The cryptocurrency XRP is undergoing a significant market correction, shedding approximately 22% of its value after rallying to a peak near $3.70.
Technical indicators signal potential short-term exhaustion, evidenced by a completed TD Sequential 9-count sell signal and a noticeable increase in bearish trading volume. Momentum appears to be weakening, highlighted by a Relative Strength Index (RSI) reading positioning at 45.16 and a bearish crossover on the Moving Average Convergence Divergence (MACD) indicator.

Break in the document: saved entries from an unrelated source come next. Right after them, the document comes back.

// Licensed under the Apache-2.0 license

use crate::i2c::common::BUFFER_LENGTH;
use crate::i2c::error::I2cError;

/// Fixed-capacity byte buffer with a cursor.
///
/// `cursor <= len <= BUFFER_LENGTH` holds after every method.
#[derive(Debug)]
pub struct TransactionBuffer {
    data: [u8; BUFFER_LENGTH],
    cursor: usize,
    len: usize,
}

impl Default for TransactionBuffer {
    fn default() -> Self {
        Self::new()
    }
}

impl TransactionBuffer {
    #[must_use]
    pub const fn new() -> Self {
        Self {
            data: [0; BUFFER_LENGTH],
            cursor: 0,
            len: 0,
        }
    }

    /// Copy `bytes` in as the sequence to transmit.
    pub fn load(&mut self, bytes: &[u8]) -> Result<(), I2cError> {
        let slot = self
            .data
            .get_mut(..bytes.len())
            .ok_or(I2cError::OutOfCapacity)?;
        slot.copy_from_slice(bytes);
        self.cursor = 0;
        self.len = bytes.len();
        Ok(())
    }

    /// Prepare to receive up to `len` bytes (clamped to capacity).
    pub fn arm(&mut self, len: usize) {
        self.cursor = 0;
        self.len = len.min(BUFFER_LENGTH);
    }

    pub fn reset(&mut self) {
        self.cursor = 0;
        self.len = 0;
    }

    /// Next byte to transmit, advancing the cursor.
    pub fn next_byte(&mut self) -> Option<u8> {
        if self.cursor >= self.len {
            return None;
        }
        let byte = self.data.get(self.cursor).copied()?;
        self.cursor += 1;
        Some(byte)
    }

    /// Store a received byte. Returns false when the armed length is exhausted.
    pub fn push(&mut self, byte: u8) -> bool {
        if self.cursor >= self.len {
            return false;
        }
        match self.data.get_mut(self.cursor) {
            Some(slot) => {
                *slot = byte;
                self.cursor += 1;
                true
            }
            None => false,
        }
    }

    /// Bytes already transmitted or received.
    #[must_use]
    pub fn filled(&self) -> &[u8] {
        self.data.get(..self.cursor).unwrap_or_default()
    }

    /// Whole backing store, handed to the slave transmit callback.
    pub fn storage_mut(&mut self) -> &mut [u8] {
        &mut self.data
    }

    #[must_use]
    pub const fn cursor(&self) -> usize {
        self.cursor
    }

    #[must_use]
    pub const fn len(&self) -> usize {
        self.len
    }

    #[must_use]
    pub const fn is_empty(&self) -> bool {
        self.len == 0
    }

    #[must_use]
    pub const fn remaining(&self) -> usize {
        self.len.saturating_sub(self.cursor)
    }
}
// Licensed under the Apache-2.0 license

//! Interrupt-driven I2C controller.
//!
//! [`I2cController`] owns the transaction context behind a critical-section mutex so a
//! single instance can be placed in a `static` and shared between the interrupt vector,
//! which calls [`I2cController::on_interrupt`], and foreground code, which calls the
//! blocking [`write`](I2cController::write) and [`read`](I2cController::read).
//!
//! `BoardI2c` below stands for the board's [`I2cHardware`] implementation and `Responder`
//! for its [`SlaveCallbacks`] implementation.
//!
//! ```rust,ignore
//! static I2C: I2cController<BoardI2c, Responder> =
//!     I2cController::new(BoardI2c::new(), NoOpLogger, I2cConfigBuilder::new().build());
//!
//! #[interrupt]
//! fn I2C() {
//!     I2C.on_interrupt();
//! }
//!
//! fn main() -> ! {
//!     I2C.register_slave(Responder::default());
//!     I2C.init(0x21)?;
//!     I2C.write(0x40, &[0xE3], true, true, &mut delay)?;
//!     let mut raw = [0u8; 3];
//!     let count = I2C.read(0x40, &mut raw, true, 100.millis().into(), &mut delay)?;
//!     // ...
//! }
//! ```

use core::cell::RefCell;

use critical_section::Mutex;
use embedded_hal::delay::DelayNs;
use embedded_hal::i2c::SevenBitAddress;
use fugit::MillisDurationU32;

use crate::common::{Logger, NoOpLogger};
use crate::i2c::common::{ControllerState, I2cConfig, Timeout};
use crate::i2c::context::TransactionContext;
use crate::i2c::error::I2cError;
use crate::i2c::traits::{I2cHardware, NoSlave, SlaveCallbacks};

pub struct I2cController<H, S = NoSlave, L = NoOpLogger> {
    shared: Mutex<RefCell<TransactionContext<H, S, L>>>,
}

impl<H, S, L> I2cController<H, S, L> {
    pub const fn new(hardware: H, logger: L, config: I2cConfig) -> Self {
        Self {
            shared: Mutex::new(RefCell::new(TransactionContext::new(
                hardware, logger, config,
            ))),
        }
    }

    /// Install the slave handler, returning the previous one.
    ///
    /// Meant to be called once before bus activity; swapping during a slave transfer
    /// hands the rest of that transfer to the new handler.
    pub fn register_slave(&self, callbacks: S) -> Option<S> {
        critical_section::with(|cs| self.shared.borrow_ref_mut(cs).slave.replace(callbacks))
    }

    pub fn unregister_slave(&self) -> Option<S> {
        critical_section::with(|cs| self.shared.borrow_ref_mut(cs).slave.take())
    }

    #[must_use]
    pub fn state(&self) -> ControllerState {
        critical_section::with(|cs| self.shared.borrow_ref(cs).state)
    }

    /// Error latched by the last master transaction, if any.
    #[must_use]
    pub fn last_error(&self) -> Option<I2cError> {
        critical_section::with(|cs| self.shared.borrow_ref(cs).error)
    }

    /// True while the bus is held after a transfer that ended without a stop.
    #[must_use]
    pub fn in_repeated_start(&self) -> bool {
        critical_section::with(|cs| self.shared.borrow_ref(cs).in_repeated_start)
    }

    /// Run `f` with exclusive access to the hardware, e.g. for bus recovery.
    pub fn with_hardware<R>(&self, f: impl FnOnce(&mut H) -> R) -> R {
        critical_section::with(|cs| f(&mut self.shared.borrow_ref_mut(cs).hardware))
    }

    /// Completion of a transfer started with `wait == false`.
    pub fn poll_complete(&self) -> nb::Result<(), I2cError> {
        critical_section::with(|cs| {
            let ctx = self.shared.borrow_ref(cs);
            if ctx.state.is_master() {
                Err(nb::Error::WouldBlock)
            } else if let Some(error) = ctx.error {
                Err(nb::Error::Other(error))
            } else {
                Ok(())
            }
        })
    }

    fn poll_interval(&self) -> MillisDurationU32 {
        critical_section::with(|cs| self.shared.borrow_ref(cs).config.poll_interval)
    }

    /// Poll until the controller leaves `active`. Returns false if `timeout` ran out first.
    fn wait_while<D: DelayNs>(
        &self,
        active: ControllerState,
        timeout: Timeout,
        delay: &mut D,
    ) -> bool {
        let interval = self.poll_interval();
        let mut waited = MillisDurationU32::from_ticks(0);
        loop {
            if self.state() != active {
                return true;
            }
            if let Timeout::After(limit) = timeout {
                if waited >= limit {
                    return false;
                }
            }
            delay.delay_ms(interval.ticks());
            waited =
                MillisDurationU32::from_ticks(waited.ticks().saturating_add(interval.ticks()));
        }
    }
}

impl<H: I2cHardware, S: SlaveCallbacks, L: Logger> I2cController<H, S, L> {
    /// Configure the peripheral with `own_address` as slave address and start taking
    /// interrupts.
    pub fn init(&self, own_address: SevenBitAddress) -> Result<(), I2cError> {
        if own_address > 0x7F {
            return Err(I2cError::InvalidAddress);
        }
        critical_section::with(|cs| self.shared.borrow_ref_mut(cs).init(own_address));
        Ok(())
    }

    /// Interrupt entry point. Handles one hardware event.
    pub fn on_interrupt(&self) {
        critical_section::with(|cs| {
            let mut ctx = self.shared.borrow_ref_mut(cs);
            let event = ctx.hardware.last_event();
            if !event.is_empty() {
                ctx.dispatch(event);
            }
        });
    }

    /// Write `data` to the device at `address`.
    ///
    /// With `wait`, returns once the transfer completed and reports its outcome. Without,
    /// returns as soon as the start is issued; use [`poll_complete`](Self::poll_complete)
    /// before starting another transfer. With `send_stop == false` the bus is held and the
    /// next `write` or `read` continues with a repeated start.
    ///
    /// # Errors
    ///
    /// `OutOfCapacity`, `WrongState` and `InvalidAddress` before any bus activity; with
    /// `wait`, whatever the interrupt handler latched during the transfer.
    pub fn write<D: DelayNs>(
        &self,
        address: SevenBitAddress,
        data: &[u8],
        wait: bool,
        send_stop: bool,
        delay: &mut D,
    ) -> Result<(), I2cError> {
        let armed = critical_section::with(|cs| {
            self.shared
                .borrow_ref_mut(cs)
                .begin_write(address, data, send_stop)
        })?;
        if !armed || !wait {
            return Ok(());
        }

        self.wait_while(ControllerState::MasterTransmitting, Timeout::Forever, delay);
        match self.last_error() {
            Some(error) => Err(error),
            None => Ok(()),
        }
    }

    /// Read `buffer.len()` bytes from the device at `address`.
    ///
    /// Returns the number of bytes received. If `timeout` runs out first, the bytes captured
    /// so far are returned; the transfer itself keeps running and the controller reports
    /// `WrongState` until it ends.
    ///
    /// # Errors
    ///
    /// `OutOfCapacity`, `WrongState` and `InvalidAddress` before any bus activity; for a
    /// transfer that completed, whatever the interrupt handler latched.
    pub fn read<D: DelayNs>(
        &self,
        address: SevenBitAddress,
        buffer: &mut [u8],
        send_stop: bool,
        timeout: Timeout,
        delay: &mut D,
    ) -> Result<usize, I2cError> {
        let armed = critical_section::with(|cs| {
            self.shared
                .borrow_ref_mut(cs)
                .begin_read(address, buffer.len(), send_stop)
        })?;
        if !armed {
            return Ok(0);
        }

        let completed = self.wait_while(ControllerState::MasterReceiving, timeout, delay);

        critical_section::with(|cs| {
            let ctx = self.shared.borrow_ref(cs);
            if completed {
                if let Some(error) = ctx.error {
                    return Err(error);
                }
            }
            let received = ctx.master.filled();
            let count = received.len().min(buffer.len());
            if let (Some(dst), Some(src)) = (buffer.get_mut(..count), received.get(..count)) {
                dst.copy_from_slice(src);
            }
            Ok(count)
        })
    }
}
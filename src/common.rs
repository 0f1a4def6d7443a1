// Licensed under the Apache-2.0 license

//! Shared driver utilities.
//!
//! Drivers in this crate take their logger as a type parameter so that a build without
//! diagnostics pays nothing for the log statements sitting in interrupt paths.

use core::fmt::Arguments;
use embedded_io::Write;

/// Diagnostic sink used by drivers.
///
/// Implementations are called from interrupt context and must not block for long.
pub trait Logger {
    fn debug(&mut self, args: Arguments<'_>);
    fn error(&mut self, args: Arguments<'_>);
}

/// Logger that discards everything.
#[derive(Debug, Default, Clone, Copy)]
pub struct NoOpLogger;

impl Logger for NoOpLogger {
    fn debug(&mut self, _args: Arguments<'_>) {}
    fn error(&mut self, _args: Arguments<'_>) {}
}

/// Logger writing one line per record to an `embedded_io::Write` sink such as a UART.
pub struct WriteLogger<W: Write> {
    writer: W,
    verbose: bool,
}

impl<W: Write> WriteLogger<W> {
    /// Errors are always written; debug records only when `verbose` is set.
    pub const fn new(writer: W, verbose: bool) -> Self {
        Self { writer, verbose }
    }

    pub fn release(self) -> W {
        self.writer
    }

    fn line(&mut self, prefix: &str, args: Arguments<'_>) {
        // A full sink drops the record; logging never fails a bus operation.
        let _ = self.writer.write_all(prefix.as_bytes());
        let _ = self.writer.write_fmt(args);
        let _ = self.writer.write_all(b"\r\n");
    }
}

impl<W: Write> Logger for WriteLogger<W> {
    fn debug(&mut self, args: Arguments<'_>) {
        if self.verbose {
            self.line("i2c: ", args);
        }
    }

    fn error(&mut self, args: Arguments<'_>) {
        self.line("i2c error: ", args);
    }
}
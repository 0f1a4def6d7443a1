// Licensed under the Apache-2.0 license

//! Interrupt event bitset.
//!
//! The low half mirrors the controller's first status register and the high half the
//! second one (role flags), which is how the hardware reports "last event" in one read.

use core::ops::{BitAnd, BitOr, BitOrAssign};

#[derive(Copy, Clone, Debug, Default, PartialEq, Eq)]
pub struct Event(u32);

impl Event {
    pub const START_SENT: Self = Self(0x0001);
    pub const ADDRESS_MATCHED: Self = Self(0x0002);
    pub const BYTE_TRANSFER_FINISHED: Self = Self(0x0004);
    pub const STOP_DETECTED: Self = Self(0x0010);
    pub const RX_NOT_EMPTY: Self = Self(0x0040);
    pub const TX_EMPTY: Self = Self(0x0080);
    pub const BUS_ERROR: Self = Self(0x0100);
    pub const ARBITRATION_LOST: Self = Self(0x0200);
    pub const ACK_FAILURE: Self = Self(0x0400);
    pub const OVERRUN: Self = Self(0x0800);
    pub const PEC_ERROR: Self = Self(0x1000);
    pub const TIMEOUT: Self = Self(0x4000);
    pub const SMBUS_ALERT: Self = Self(0x8000);

    pub const MASTER: Self = Self(0x0001 << 16);
    pub const BUSY: Self = Self(0x0002 << 16);
    pub const TRANSMITTER: Self = Self(0x0004 << 16);
    pub const GENERAL_CALL: Self = Self(0x0010 << 16);
    pub const DUAL_ADDRESS: Self = Self(0x0080 << 16);

    /// Flags that make the master transmitter load the next byte.
    pub const MASTER_TX_READY: Self =
        Self(Self::ADDRESS_MATCHED.0 | Self::BYTE_TRANSFER_FINISHED.0 | Self::TX_EMPTY.0);
    /// Flags that make the slave transmitter load the next byte.
    pub const SLAVE_TX_READY: Self = Self(Self::BYTE_TRANSFER_FINISHED.0 | Self::TX_EMPTY.0);

    #[must_use]
    pub const fn empty() -> Self {
        Self(0)
    }

    #[must_use]
    pub const fn from_bits(bits: u32) -> Self {
        Self(bits)
    }

    #[must_use]
    pub const fn bits(self) -> u32 {
        self.0
    }

    #[must_use]
    pub const fn is_empty(self) -> bool {
        self.0 == 0
    }

    /// All flags of `other` are set.
    #[must_use]
    pub const fn contains(self, other: Self) -> bool {
        self.0 & other.0 == other.0
    }

    /// At least one flag of `other` is set.
    #[must_use]
    pub const fn intersects(self, other: Self) -> bool {
        self.0 & other.0 != 0
    }

    #[must_use]
    pub const fn union(self, other: Self) -> Self {
        Self(self.0 | other.0)
    }
}

impl BitOr for Event {
    type Output = Self;

    fn bitor(self, rhs: Self) -> Self {
        self.union(rhs)
    }
}

impl BitOrAssign for Event {
    fn bitor_assign(&mut self, rhs: Self) {
        self.0 |= rhs.0;
    }
}

impl BitAnd for Event {
    type Output = Self;

    fn bitand(self, rhs: Self) -> Self {
        Self(self.0 & rhs.0)
    }
}
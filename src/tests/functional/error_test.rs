// Licensed under the Apache-2.0 license

use embedded_hal::i2c::{Error as _, ErrorKind, NoAcknowledgeSource};

use fugit::ExtU32;

use crate::i2c::context::TransactionContext;
use crate::i2c::{ControllerState, Event, I2cConfig, I2cError, I2cHardware, Timeout};
use crate::tests::mock::{
    controller, service, BusOp, InterruptPump, MockHardware, RecordingLogger, RecordingSlave,
    SimTarget, OWN_ADDRESS, TARGET_ADDRESS,
};

const MASTER_BUSY: Event = Event::MASTER.union(Event::BUSY);

#[test]
fn address_nack_on_write_sends_no_data() {
    let mut target = SimTarget::new(TARGET_ADDRESS);
    target.nack_address = true;
    let i2c = controller(target);
    let mut delay = InterruptPump::new(&i2c);

    let result = i2c.write(TARGET_ADDRESS, &[1, 2, 3], true, true, &mut delay);
    assert_eq!(result, Err(I2cError::AddressNacked));
    assert_eq!(
        result.unwrap_err().kind(),
        ErrorKind::NoAcknowledge(NoAcknowledgeSource::Unknown)
    );

    let log = i2c.with_hardware(|hw| hw.log.clone());
    assert_eq!(
        log,
        [BusOp::Start, BusOp::Address(TARGET_ADDRESS << 1), BusOp::Stop]
    );
    assert_eq!(i2c.state(), ControllerState::Ready);
    assert_eq!(i2c.last_error(), Some(I2cError::AddressNacked));
    assert!(i2c.with_hardware(|hw| hw.cleared.contains(&Event::ACK_FAILURE)));
}

#[test]
fn absent_device_reports_nack_on_read() {
    let i2c = controller(SimTarget::new(TARGET_ADDRESS));
    let mut delay = InterruptPump::new(&i2c);

    let mut buffer = [0u8; 4];
    let result = i2c.read(0x33, &mut buffer, true, Timeout::Forever, &mut delay);
    assert_eq!(result, Err(I2cError::AddressNacked));

    let log = i2c.with_hardware(|hw| hw.log.clone());
    assert_eq!(log, [BusOp::Start, BusOp::Address(0x33 << 1 | 1), BusOp::Stop]);
    assert_eq!(i2c.state(), ControllerState::Ready);
}

#[test]
fn data_nack_stops_the_write() {
    let mut target = SimTarget::new(TARGET_ADDRESS);
    target.nack_data_after = Some(2);
    let i2c = controller(target);
    let mut delay = InterruptPump::new(&i2c);

    let result = i2c.write(TARGET_ADDRESS, &[1, 2, 3, 4], true, true, &mut delay);
    assert_eq!(result, Err(I2cError::AddressNacked));
    assert_eq!(i2c.with_hardware(|hw| hw.sent_bytes()), [1, 2]);
    assert_eq!(
        i2c.with_hardware(|hw| hw.log.last().copied()),
        Some(BusOp::Stop)
    );
}

#[test]
fn next_transfer_clears_a_latched_error() {
    let mut target = SimTarget::new(TARGET_ADDRESS);
    target.nack_address = true;
    let i2c = controller(target);
    let mut delay = InterruptPump::new(&i2c);

    assert!(i2c.write(TARGET_ADDRESS, &[1], true, true, &mut delay).is_err());
    i2c.with_hardware(|hw| hw.target.nack_address = false);

    i2c.write(TARGET_ADDRESS, &[1], true, true, &mut delay)
        .unwrap();
    assert_eq!(i2c.last_error(), None);
}

#[test]
fn bus_error_forces_stop_and_ready() {
    let i2c = controller(SimTarget::new(TARGET_ADDRESS));
    let mut delay = InterruptPump::new(&i2c);

    i2c.write(TARGET_ADDRESS, &[1, 2], false, true, &mut delay)
        .unwrap();
    i2c.with_hardware(|hw| hw.inject_front(MASTER_BUSY | Event::BUS_ERROR));
    service(&i2c);

    assert_eq!(i2c.state(), ControllerState::Ready);
    assert_eq!(i2c.poll_complete(), Err(nb::Error::Other(I2cError::BusError)));
    assert_eq!(
        i2c.with_hardware(|hw| hw.log.clone()),
        [BusOp::Start, BusOp::Stop]
    );
    assert!(i2c.with_hardware(|hw| hw.cleared.contains(&Event::BUS_ERROR)));
}

#[test]
fn bus_error_also_ends_a_slave_session() {
    let i2c = controller(SimTarget::new(TARGET_ADDRESS));
    i2c.with_hardware(|hw| {
        hw.inject(Event::BUSY | Event::ADDRESS_MATCHED);
        hw.inject(Event::BUSY | Event::BUS_ERROR);
    });
    service(&i2c);

    assert_eq!(i2c.state(), ControllerState::Ready);
    assert_eq!(i2c.last_error(), Some(I2cError::BusError));
}

#[test]
fn arbitration_loss_releases_without_stop() {
    let i2c = controller(SimTarget::new(TARGET_ADDRESS));
    let mut delay = InterruptPump::new(&i2c);

    i2c.write(TARGET_ADDRESS, &[1], false, true, &mut delay)
        .unwrap();
    // Losing arbitration drops the master bit.
    i2c.with_hardware(|hw| hw.inject_front(Event::BUSY | Event::ARBITRATION_LOST));
    i2c.on_interrupt();

    assert_eq!(i2c.state(), ControllerState::Ready);
    assert_eq!(i2c.last_error(), Some(I2cError::ArbitrationLost));
    assert!(!i2c.with_hardware(|hw| hw.log.contains(&BusOp::Stop)));
    assert_eq!(
        I2cError::ArbitrationLost.kind(),
        ErrorKind::ArbitrationLoss
    );
}

#[test]
fn arbitration_loss_leaves_slave_session_running() {
    let i2c = controller(SimTarget::new(TARGET_ADDRESS));
    i2c.with_hardware(|hw| hw.inject(Event::BUSY | Event::ADDRESS_MATCHED));
    i2c.on_interrupt();
    assert_eq!(i2c.state(), ControllerState::SlaveReceiving);

    i2c.with_hardware(|hw| hw.inject(Event::BUSY | Event::ARBITRATION_LOST));
    i2c.on_interrupt();
    assert_eq!(i2c.state(), ControllerState::SlaveReceiving);
    assert_eq!(i2c.last_error(), Some(I2cError::ArbitrationLost));
}

#[test]
fn status_flags_are_cleared_and_latched() {
    let cases = [
        (Event::OVERRUN, I2cError::Overrun),
        (Event::PEC_ERROR, I2cError::ProtocolCheckFailed),
        (Event::TIMEOUT, I2cError::Timeout),
        (Event::SMBUS_ALERT, I2cError::AlertAsserted),
    ];
    for (flag, error) in cases {
        let i2c = controller(SimTarget::new(TARGET_ADDRESS));
        i2c.with_hardware(|hw| hw.inject(flag));
        i2c.on_interrupt();

        assert_eq!(i2c.last_error(), Some(error), "{flag:?}");
        assert_eq!(i2c.state(), ControllerState::Ready);
        assert_eq!(i2c.with_hardware(|hw| hw.cleared.clone()), [flag]);
    }
}

#[test]
fn later_flag_wins_when_several_are_raised() {
    let i2c = controller(SimTarget::new(TARGET_ADDRESS));
    i2c.with_hardware(|hw| hw.inject(Event::OVERRUN | Event::SMBUS_ALERT));
    i2c.on_interrupt();

    assert_eq!(i2c.last_error(), Some(I2cError::AlertAsserted));
    assert_eq!(
        i2c.with_hardware(|hw| hw.cleared.clone()),
        [Event::OVERRUN, Event::SMBUS_ALERT]
    );
}

#[test]
fn overrun_mid_read_is_reported_on_completion() {
    let mut target = SimTarget::responding(TARGET_ADDRESS, &[&[1, 2]]);
    target.stall_after = Some(0);
    let i2c = controller(target);
    let mut delay = InterruptPump::new(&i2c);

    let mut buffer = [0u8; 2];
    let partial = i2c
        .read(TARGET_ADDRESS, &mut buffer, true, Timeout::After(2.millis()), &mut delay)
        .unwrap();
    assert_eq!(partial, 0);

    i2c.with_hardware(|hw| {
        hw.inject(MASTER_BUSY | Event::OVERRUN);
        hw.target.stall_after = None;
    });
    service(&i2c);

    assert_eq!(i2c.state(), ControllerState::Ready);
    assert_eq!(i2c.poll_complete(), Err(nb::Error::Other(I2cError::Overrun)));
}

#[test]
fn errors_reach_the_logger() {
    let mut target = SimTarget::new(TARGET_ADDRESS);
    target.nack_address = true;
    let mut ctx: TransactionContext<_, RecordingSlave, _> = TransactionContext::new(
        MockHardware::new(target),
        RecordingLogger::default(),
        I2cConfig::default(),
    );
    ctx.init(OWN_ADDRESS);
    ctx.begin_write(TARGET_ADDRESS, &[1], true).unwrap();

    for _ in 0..2 {
        let event = ctx.hardware.last_event();
        ctx.dispatch(event);
    }

    assert_eq!(ctx.error, Some(I2cError::AddressNacked));
    assert_eq!(ctx.logger.errors.len(), 1);
    assert!(ctx.logger.errors[0].contains("AddressNacked"));
    assert!(ctx.logger.debug.iter().any(|line| line.contains("0xa0")));
}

The price is currently testing a crucial technical support level around $2.65. Traders and analysts are closely monitoring this zone, viewing its integrity as key to determining near-term price direction. Meanwhile, the area between $2.95 and $3.00, which previously functioned as support during the rally, has now reversed roles to act as a significant resistance barrier.
Forecasts suggest a breach below the $2.65 support could trigger further declines. Potential downside targets reside within the $2.30–$2.40 range, with a more substantial historical support zone identified around $1.93, aligning with areas of heavy volume accumulation.
Despite the current downward pressure, the broader market structure for XRP remains interpreted as bullish by many analysts. However, the consensus indicates that the asset requires a period of consolidation to stabilize and potentially rebuild momentum following this sharp correction.